Ever since I've been at college, I've been extremely socially active. I go to events on campus all the time, but I always seem to go alone. The actual activity of going has kept me going; it hasn't been the friends that I've made. This summer I met with my Vocational Rehabilitation counselor and we set some goals. One of the goals we set was to meet people half way when it comes to what activities I participate in. Last year, I would often times eat alone because I wanted to eat on my own time and I would always go to events I wanted to go to, not events others wanted to go to. For example, I never wanted to go to the gym at 8 o'clock at night, but I'd love to go see a comedian. Sometimes my pod mates would want to go to an event, but it would be when I had to get school work done. This year I'm finally going to events with my pod mates. Today we're having a little league party and watching a game on television. I'm not a baseball fan, but I want to be with my people.
A large goal that I have been working on is building social and emotional stamina. I've always been an outgoing people person, but I also like to go back to my room to reboot sometimes. In past years I've been able to do that. This year, it hasn't been as easy. I started my first part-time job as a full-time college student and I'm involved in a lot of clubs on campus. I'm also mentoring new students. It's all been great, but it doesn't give me much free time. When there is an event in the evening as there has been every night since I've started, I always want to go. Sometimes though, I end up melting down from exhaustion and the tears just come. Our school has an even every night for the first 3 weeks to get us acquainted with campus. I hate saying no to the events because I don't want to miss out on anything. This in turn has run me into the ground and then I ask myself why I'm crying for no reason at my age. My RA has been a tremendous help in helping me understand that I am going through a lot of changes. Among those many changes are of course the busy schedule, but most of my friends have graduated and my parents are in the middle of a big move.

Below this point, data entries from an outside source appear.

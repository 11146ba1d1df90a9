//! Deterministic addresses for the redemption record and the custody vault.
//!
//! Both addresses are pure functions of the asset mint, so neither the program
//! nor its clients keep a directory of pending redemptions:
//!
//! - record: `[mint, b"redemption"]`
//! - vault:  `[mint]`

use anchor_lang::prelude::*;

use crate::constants::REDEMPTION_SEED;
use crate::error::RedemptionError;
use crate::state::RedemptionRecord;

pub fn find_redemption_record_address(mint: &Pubkey) -> (Pubkey, u8) {
    Pubkey::find_program_address(&[mint.as_ref(), REDEMPTION_SEED], &crate::ID)
}

pub fn find_custody_vault_address(mint: &Pubkey) -> (Pubkey, u8) {
    Pubkey::find_program_address(&[mint.as_ref()], &crate::ID)
}

/// Recomputes the record address from a stored bump.
pub fn redemption_record_address(mint: &Pubkey, bump: u8) -> Result<Pubkey> {
    Pubkey::create_program_address(&[mint.as_ref(), REDEMPTION_SEED, &[bump]], &crate::ID)
        .map_err(|_| error!(RedemptionError::DerivationMismatch))
}

/// Recomputes the vault address from a stored bump.
pub fn custody_vault_address(mint: &Pubkey, bump: u8) -> Result<Pubkey> {
    Pubkey::create_program_address(&[mint.as_ref(), &[bump]], &crate::ID)
        .map_err(|_| error!(RedemptionError::DerivationMismatch))
}

/// Signing capability over the custody vault.
///
/// The vault is its own token authority, so whoever can produce its seeds can
/// move or burn the escrowed unit. Only this program can sign with them.
pub(crate) struct CustodyAuthority {
    mint: Pubkey,
    bump: [u8; 1],
}

impl CustodyAuthority {
    pub(crate) fn new(mint: Pubkey, bump: u8) -> Self {
        Self { mint, bump: [bump] }
    }

    pub(crate) fn for_record(record: &RedemptionRecord) -> Self {
        Self::new(record.mint, record.custody_bump)
    }

    pub(crate) fn seeds(&self) -> [&[u8]; 2] {
        [self.mint.as_ref(), &self.bump]
    }
}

Coping with all the changes and excitement has been pretty tough, but I'm learning how to read my body a lot better. I've always been someone who over analyzes everything so I'm acutely aware of how my body works and how Asperger's affects me. I've learned a lot of coping strategies. When I work at the ice cream shop, I try to work on tasks such as stocking things instead of doing something that requires multitasking when I'm overwhelmed. In school this year, I haven't been reading my body well enough to realize that I'm exhausting it. I'm trying to teach myself that sometimes i need a break. After the second meltdown I had this year, I finally decided that I really do need to say no to things. Finally, last night there were 2 or 3 different events I wanted to go to. They were all back to back. I finally decided that I could go to all of the events, but I needed to go for short durations and take breaks if I were to make it to the end. I got to spend quality time with some friends I haven't seen for a while and then I got an hour break before the last event. I rocked it last night!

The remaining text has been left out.